Provided records:

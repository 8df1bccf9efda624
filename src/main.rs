//! gg-session CLI entry point.
//!
//! ## Subcommands
//!
//! - `gg-session-cli generate` - Generate text from a prompt
//! - `gg-session-cli config show` - Print effective configuration
//! - `gg-session-cli config defaults` - Print built-in defaults

use std::path::PathBuf;
use std::process::ExitCode;

use gg_session::cli::{config_cmd, exit, generate_cmd, GenerateArgs};

#[tokio::main]
async fn main() -> ExitCode {
    let args: Vec<String> = std::env::args().collect();
    let command = args.get(1).map(|s| s.as_str()).unwrap_or("help");

    let code = match command {
        "generate" => match GenerateArgs::parse(&args[2..]) {
            Ok(parsed) => generate_cmd::run(&parsed).await,
            Err(e) => {
                eprintln!("{e}");
                print_command_help("generate");
                exit::CONFIG
            }
        },
        "config" => {
            let subcommand = args.get(2).map(|s| s.as_str()).unwrap_or("show");
            match subcommand {
                "show" => run_config_show(&args[3.min(args.len())..]),
                "defaults" => {
                    config_cmd::run_defaults();
                    exit::SUCCESS
                }
                _ => {
                    eprintln!("Unknown config subcommand: {}", subcommand);
                    print_command_help("config");
                    exit::FAILURE
                }
            }
        }
        "help" | "--help" | "-h" => {
            if let Some(subcommand) = args.get(2) {
                print_command_help(subcommand);
            } else {
                print_usage();
            }
            exit::SUCCESS
        }
        "version" | "--version" | "-V" => {
            let gguf = if gg_session::engine::gguf::available() { "enabled" } else { "disabled" };
            println!("gg-session {} (gguf backend {gguf})", env!("CARGO_PKG_VERSION"));
            exit::SUCCESS
        }
        _ => {
            eprintln!("Unknown command: {}", command);
            print_usage();
            exit::FAILURE
        }
    };
    ExitCode::from(code as u8)
}

fn run_config_show(rest: &[String]) -> i32 {
    let mut json = false;
    let mut file = None;
    let mut iter = rest.iter();
    while let Some(arg) = iter.next() {
        match arg.as_str() {
            "--json" => json = true,
            "--config" => match iter.next() {
                Some(path) => file = Some(PathBuf::from(path)),
                None => {
                    eprintln!("Missing value for --config");
                    return exit::CONFIG;
                }
            },
            other => {
                eprintln!("Unknown argument: {}", other);
                return exit::CONFIG;
            }
        }
    }
    config_cmd::run_show(json, file.as_deref())
}

fn print_usage() {
    let version = env!("CARGO_PKG_VERSION");
    eprintln!(
        "gg-session v{}

USAGE:
    gg-session-cli [COMMAND] [OPTIONS]

COMMANDS:
    generate     Generate text from a prompt
    config       Show configuration (show, defaults)
    version      Show version information
    help         Show this help message

EXAMPLES:
    gg-session-cli generate --model model.gguf --prompt \"Hello\"
    gg-session-cli generate --stub --prompt \"Hello\" --max-length 32
    gg-session-cli config show --json

ENVIRONMENT:
    GG_SESSION_*          Session, sampling and logging settings
                          (see `gg-session-cli config defaults`)

EXIT CODES:
    0  Success
    1  Generation failure
    2  Configuration error
",
        version
    );
}

/// Print detailed help for a specific command.
fn print_command_help(command: &str) {
    match command {
        "generate" => {
            eprintln!(
                "gg-session-cli generate - Generate text

USAGE:
    gg-session-cli generate --model <PATH> --prompt <TEXT> [OPTIONS]

OPTIONS:
    --model <PATH>       GGUF model file (requires the gguf feature)
    --prompt <TEXT>      Prompt text
    --max-length <N>     Token ceiling, prompt included
    --seed <N>           Sampling seed
    --config <FILE>      TOML configuration file
    --stub               Use the deterministic stub engine instead of a model

DESCRIPTION:
    Decodes the prompt, then samples until end-of-sequence or the token
    ceiling, printing text as it is produced.
"
            );
        }
        "config" => {
            eprintln!(
                "gg-session-cli config - Configuration

USAGE:
    gg-session-cli config show [--json] [--config FILE]
    gg-session-cli config defaults
"
            );
        }
        _ => print_usage(),
    }
}
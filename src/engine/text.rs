//! Incremental byte-to-text assembly.
//!
//! Token pieces can end halfway through a UTF-8 sequence. The assembler
//! holds incomplete trailing bytes back until the next piece completes
//! them, so callers only ever see whole characters.

use encoding_rs::{Decoder, UTF_8};

/// Streaming UTF-8 decoder accumulating the text seen so far.
pub struct TextAssembler {
    decoder: Decoder,
    text: String,
    finished: bool,
}

impl TextAssembler {
    pub fn new() -> Self {
        Self {
            decoder: UTF_8.new_decoder_without_bom_handling(),
            text: String::new(),
            finished: false,
        }
    }

    /// Feed raw bytes; returns the text completed by this call.
    ///
    /// Malformed sequences become U+FFFD.
    pub fn push(&mut self, bytes: &[u8]) -> &str {
        self.decode(bytes, false)
    }

    /// Flush held-back bytes as replacement characters. Further pushes are ignored.
    pub fn finish(&mut self) -> &str {
        if self.finished {
            return "";
        }
        self.finished = true;
        self.decode(&[], true)
    }

    /// Everything decoded so far.
    pub fn text(&self) -> &str {
        &self.text
    }

    pub fn is_finished(&self) -> bool {
        self.finished
    }

    fn decode(&mut self, bytes: &[u8], last: bool) -> &str {
        let start = self.text.len();
        if self.finished && !last {
            return &self.text[start..];
        }
        if let Some(needed) = self.decoder.max_utf8_buffer_length(bytes.len()) {
            self.text.reserve(needed);
        }
        // Capacity was reserved for the worst case, so the whole input is consumed.
        let (_result, _read, _replaced) = self.decoder.decode_to_string(bytes, &mut self.text, last);
        &self.text[start..]
    }
}

impl Default for TextAssembler {
    fn default() -> Self {
        Self::new()
    }
}

impl std::fmt::Debug for TextAssembler {
    fn fmt(&self, f: &mut std::fmt::Formatter<'_>) -> std::fmt::Result {
        f.debug_struct("TextAssembler")
            .field("text", &self.text)
            .field("finished", &self.finished)
            .finish()
    }
}
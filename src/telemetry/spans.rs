//! Span utilities and extension traits for session tracing.

use tracing::{info_span, Span};
use uuid::Uuid;

/// Extension trait for adding context to spans.
pub trait SpanExt {
    /// Record the result of an operation into the span.
    fn record_result<T, E>(&self, result: &Result<T, E>)
    where
        E: std::fmt::Display;
}

impl SpanExt for Span {
    fn record_result<T, E>(&self, result: &Result<T, E>)
    where
        E: std::fmt::Display,
    {
        match result {
            Ok(_) => {
                self.record("status", "ok");
            }
            Err(e) => {
                self.record("status", "error");
                self.record("error.message", e.to_string().as_str());
            }
        }
    }
}

/// Factory for `generation_session` spans.
pub struct SessionSpan;

impl SessionSpan {
    /// Fields:
    /// - `session_id`: unique per session
    /// - `max_length`: token ceiling
    /// - `status` / `error.message`: filled by `SpanExt::record_result`
    pub fn new(session_id: &Uuid, max_length: usize) -> Span {
        info_span!(
            "generation_session",
            session_id = %session_id,
            max_length,
            status = tracing::field::Empty,
            error.message = tracing::field::Empty,
        )
    }
}
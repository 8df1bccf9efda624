//! gg-session
//!
//! Single-sequence autoregressive text generation over an external LLM
//! engine. The crate owns the session lifecycle above the engine boundary:
//! model and context handles, tokenization, the decode batch, the sampling
//! pipeline and incremental text assembly. Kernels, weights and the KV cache
//! stay inside the engine.
//!
//! # Lifecycle
//!
//! 1. [`Session::acquire`](engine::Session::acquire) leases the process-wide
//!    backend, loads a model and creates a context.
//! 2. [`begin`](engine::Session::begin) tokenizes and decodes the prompt.
//! 3. [`step`](engine::Session::step) samples one token, reports the text
//!    delta and feeds the token back, until end-of-sequence or `max_length`.
//! 4. [`release`](engine::Session::release) frees context, model and lease.
//!
//! GGUF models are served through llama.cpp with the `gguf` feature; the
//! [`StubBackend`](engine::StubBackend) is a deterministic byte-level engine
//! for tests and dry runs.

pub mod cli;
pub mod config;
pub mod engine;
pub mod telemetry;

pub use config::{ConfigError, EffectiveConfig, EnvConfig};
pub use engine::{
    FinishReason, GuardedSession, SamplingConfig, Session, SessionConfig, SessionError,
    SessionState, StepOutput,
};
//! Engine boundary and generation session for GG-SESSION.
//!
//! The inference engine (kernels, weights, KV cache) is an external
//! collaborator reached through the [`Backend`], [`ModelHandle`] and
//! [`ContextHandle`] traits. Everything above that boundary lives here:
//! handle lifecycle, tokenization, the decode batch, sampling and the
//! session state machine.

pub mod batch;
pub mod config;
pub mod error;
pub mod gguf;
pub mod guarded;
pub mod handles;
pub mod sampler;
pub mod session;
pub mod shared;
pub mod streaming;
pub mod stub;
pub mod text;
pub mod tokenizer;

use std::path::Path;

use thiserror::Error;

pub use batch::DecodeBatch;
pub use config::{ContextOptions, ModelOptions, SamplingConfig, SessionConfig};
pub use error::SessionError;
pub use guarded::GuardedSession;
pub use handles::HandlePair;
pub use sampler::{Candidate, CandidateSet, Sampler};
pub use session::{FinishReason, Session, SessionState, StepOutput};
pub use shared::{BackendLease, SharedBackend};
pub use streaming::{stream, StreamEvent, TextStream};
pub use stub::{StubBackend, StubContext, StubModel, StubProbe, StubScript};
pub use text::TextAssembler;
pub use tokenizer::Tokenizer;

/// Vocabulary id understood only by the engine.
pub type TokenId = u32;

/// Engine failure while writing into a caller-provided buffer.
#[derive(Debug, Clone, PartialEq, Eq, Error)]
pub enum BufferError {
    /// Output did not fit; the engine reports the size it needs.
    #[error("buffer too small: {required} required")]
    TooSmall { required: usize },

    #[error("engine error: {0}")]
    Engine(String),
}

/// A process-wide inference backend that owns model loading.
///
/// Only one instance is live at a time; see [`SharedBackend`].
pub trait Backend: Send + Sync + 'static {
    type Model: ModelHandle;
    type Context: ContextHandle;

    /// Load a model file. Fails with [`SessionError::Load`].
    fn load_model(&self, path: &Path, options: &ModelOptions)
        -> Result<Self::Model, SessionError>;

    /// Create an inference context over a loaded model.
    /// Fails with [`SessionError::Context`].
    ///
    /// The returned context may borrow from `model`; callers must drop it first.
    fn new_context(
        &self,
        model: &Self::Model,
        options: &ContextOptions,
    ) -> Result<Self::Context, SessionError>;
}

/// Loaded model weights and vocabulary.
pub trait ModelHandle {
    /// Vocabulary size; every logits row has this length.
    fn n_vocab(&self) -> usize;

    /// Tokenize `text` into `out`, returning the number of tokens written.
    fn tokenize(
        &self,
        text: &str,
        add_bos: bool,
        out: &mut [TokenId],
    ) -> Result<usize, BufferError>;

    /// Write the raw bytes of `token` into `out`, returning the byte count.
    fn token_to_piece(&self, token: TokenId, out: &mut [u8]) -> Result<usize, BufferError>;
}

/// Inference context: KV cache plus decode state.
pub trait ContextHandle {
    /// Context window in tokens.
    fn n_ctx(&self) -> u32;

    /// Process the active slots of `batch`. Returns the engine status (0 = success).
    fn decode(&mut self, batch: &DecodeBatch) -> i32;

    /// Logits row for batch slot `slot`, if that slot requested logits in the last decode.
    fn logits_ith(&self, slot: usize) -> Option<&[f32]>;

    /// End-of-sequence token id.
    fn eos_token(&self) -> TokenId;

    /// Drop all cached positions for sequence 0.
    fn clear_cache(&mut self);
}
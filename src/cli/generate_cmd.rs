//! `generate` subcommand: run one prompt to completion and stream the text.

use std::io::Write;
use std::path::{Path, PathBuf};

use thiserror::Error;

use super::exit;
use crate::config::{self, EnvConfig};
use crate::engine::{
    stream, Backend, GuardedSession, Session, SessionConfig, SessionError, SharedBackend, StreamEvent,
    StubBackend, StubScript,
};
use crate::telemetry::{init_logging, LogError};

/// Registry for `--stub` runs.
static STUB_BACKEND: SharedBackend<StubBackend> = SharedBackend::new();

/// Events buffered between the generation task and stdout.
const STREAM_BUFFER: usize = 32;

/// Parsed `generate` arguments.
#[derive(Debug, Clone, Default, PartialEq)]
pub struct GenerateArgs {
    pub model: Option<PathBuf>,
    pub prompt: String,
    pub max_length: Option<usize>,
    pub seed: Option<u64>,
    pub config: Option<PathBuf>,
    pub stub: bool,
}

#[derive(Debug, Error, PartialEq, Eq)]
pub enum ParseError {
    #[error("Missing value for {0}")]
    MissingValue(&'static str),
    #[error("Invalid value for {flag}: {value}")]
    InvalidValue { flag: &'static str, value: String },
    #[error("Unknown argument: {0}")]
    Unknown(String),
    #[error("--prompt is required")]
    MissingPrompt,
    #[error("--model is required unless --stub is given")]
    MissingModel,
}

impl GenerateArgs {
    /// Parse the arguments that follow `generate`.
    pub fn parse(args: &[String]) -> Result<Self, ParseError> {
        let mut out = Self::default();
        let mut prompt = None;
        let mut iter = args.iter();
        while let Some(arg) = iter.next() {
            match arg.as_str() {
                "--model" => {
                    let value = iter.next().ok_or(ParseError::MissingValue("--model"))?;
                    out.model = Some(PathBuf::from(value));
                }
                "--prompt" => {
                    prompt = Some(iter.next().ok_or(ParseError::MissingValue("--prompt"))?.clone());
                }
                "--max-length" => {
                    let value = iter.next().ok_or(ParseError::MissingValue("--max-length"))?;
                    out.max_length = Some(value.parse().map_err(|_| ParseError::InvalidValue {
                        flag: "--max-length",
                        value: value.clone(),
                    })?);
                }
                "--seed" => {
                    let value = iter.next().ok_or(ParseError::MissingValue("--seed"))?;
                    out.seed = Some(value.parse().map_err(|_| ParseError::InvalidValue {
                        flag: "--seed",
                        value: value.clone(),
                    })?);
                }
                "--config" => {
                    let value = iter.next().ok_or(ParseError::MissingValue("--config"))?;
                    out.config = Some(PathBuf::from(value));
                }
                "--stub" => out.stub = true,
                other => return Err(ParseError::Unknown(other.to_string())),
            }
        }
        out.prompt = prompt.ok_or(ParseError::MissingPrompt)?;
        if out.model.is_none() && !out.stub {
            return Err(ParseError::MissingModel);
        }
        Ok(out)
    }

    /// File or environment configuration with command-line overrides applied.
    pub fn resolve_config(&self) -> Result<EnvConfig, config::ConfigError> {
        let mut env = match &self.config {
            Some(path) => config::load_file(path)?,
            None => config::load(),
        };
        if let Some(max_length) = self.max_length {
            env.session.max_length = max_length;
            let n_ctx = env.session.context.n_ctx as usize;
            if max_length > n_ctx {
                env.session.context.n_ctx = u32::try_from(max_length).unwrap_or(u32::MAX);
            }
        }
        if let Some(seed) = self.seed {
            env.session.context.seed = seed;
        }
        env.session.validate()?;
        Ok(env)
    }
}

/// Run `generate`, printing text to stdout as it is produced.
pub async fn run(args: &GenerateArgs) -> i32 {
    let env = match args.resolve_config() {
        Ok(env) => env,
        Err(e) => {
            eprintln!("Config error: {e}");
            return exit::CONFIG;
        }
    };
    match init_logging(&env.log) {
        Ok(()) | Err(LogError::AlreadyInitialized) => {}
        Err(e) => {
            eprintln!("Logging error: {e}");
            return exit::CONFIG;
        }
    }

    let result = if args.stub {
        let script = StubScript::bytes(&args.prompt);
        let session = Session::acquire(
            &STUB_BACKEND,
            move || Ok(StubBackend::new(script)),
            Path::new("stub"),
            &env.session,
        );
        match session {
            Ok(session) => drive(session, &args.prompt, &env.session, &mut std::io::stdout()).await,
            Err(e) => Err(e),
        }
    } else {
        run_model(args, &env.session).await
    };

    match result {
        Ok(()) => exit::SUCCESS,
        Err(e) => {
            tracing::error!(error = %e, "generation failed");
            eprintln!("Generation failed: {e}");
            if matches!(e, SessionError::EmptyPrompt | SessionError::ContextOverflow { .. }) {
                exit::CONFIG
            } else {
                exit::FAILURE
            }
        }
    }
}

#[cfg(feature = "gguf")]
async fn run_model(args: &GenerateArgs, config: &SessionConfig) -> Result<(), SessionError> {
    let model = args.model.as_deref().ok_or_else(|| SessionError::Load("no model path".into()))?;
    let session = crate::engine::gguf::open(model, config)?;
    drive(session, &args.prompt, config, &mut std::io::stdout()).await
}

#[cfg(not(feature = "gguf"))]
async fn run_model(_args: &GenerateArgs, _config: &SessionConfig) -> Result<(), SessionError> {
    Err(SessionError::Load(
        "this build has no GGUF support; rebuild with --features gguf or pass --stub".into(),
    ))
}

async fn drive<B, W>(
    session: Session<B>,
    prompt: &str,
    config: &SessionConfig,
    out: &mut W,
) -> Result<(), SessionError>
where
    B: Backend,
    B::Model: Send,
    B::Context: Send,
    W: Write,
{
    let guarded = GuardedSession::new(session);
    let mut text = stream(guarded.clone(), prompt.to_string(), STREAM_BUFFER);
    let mut written = if config.echo_prompt { write!(out, "{prompt}") } else { Ok(()) };
    let mut outcome = Ok(());
    while written.is_ok() {
        let Some(event) = text.next().await else { break };
        match event {
            StreamEvent::Delta(delta) => {
                written = write!(out, "{delta}").and_then(|()| out.flush());
            }
            StreamEvent::Done { finish, .. } => {
                written = writeln!(out);
                tracing::info!(?finish, "generation complete");
                break;
            }
            StreamEvent::Error(e) => {
                outcome = Err(e);
                break;
            }
        }
    }
    if let Err(e) = written {
        // The reader is gone; the cancelled stream stops the worker.
        tracing::warn!(error = %e, "output closed, stopping generation");
    }
    text.cancel();
    // Waits for the worker to finish its current step.
    guarded.release();
    outcome
}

Your assignment:
Of the lines in the data, report each one containing the string "status".

Output of the exercise:
                self.record("status", "ok");
                self.record("status", "error");
    /// - `status` / `error.message`: filled by `SpanExt::record_result`
            status = tracing::field::Empty,
    /// Process the active slots of `batch`. Returns the engine status (0 = success).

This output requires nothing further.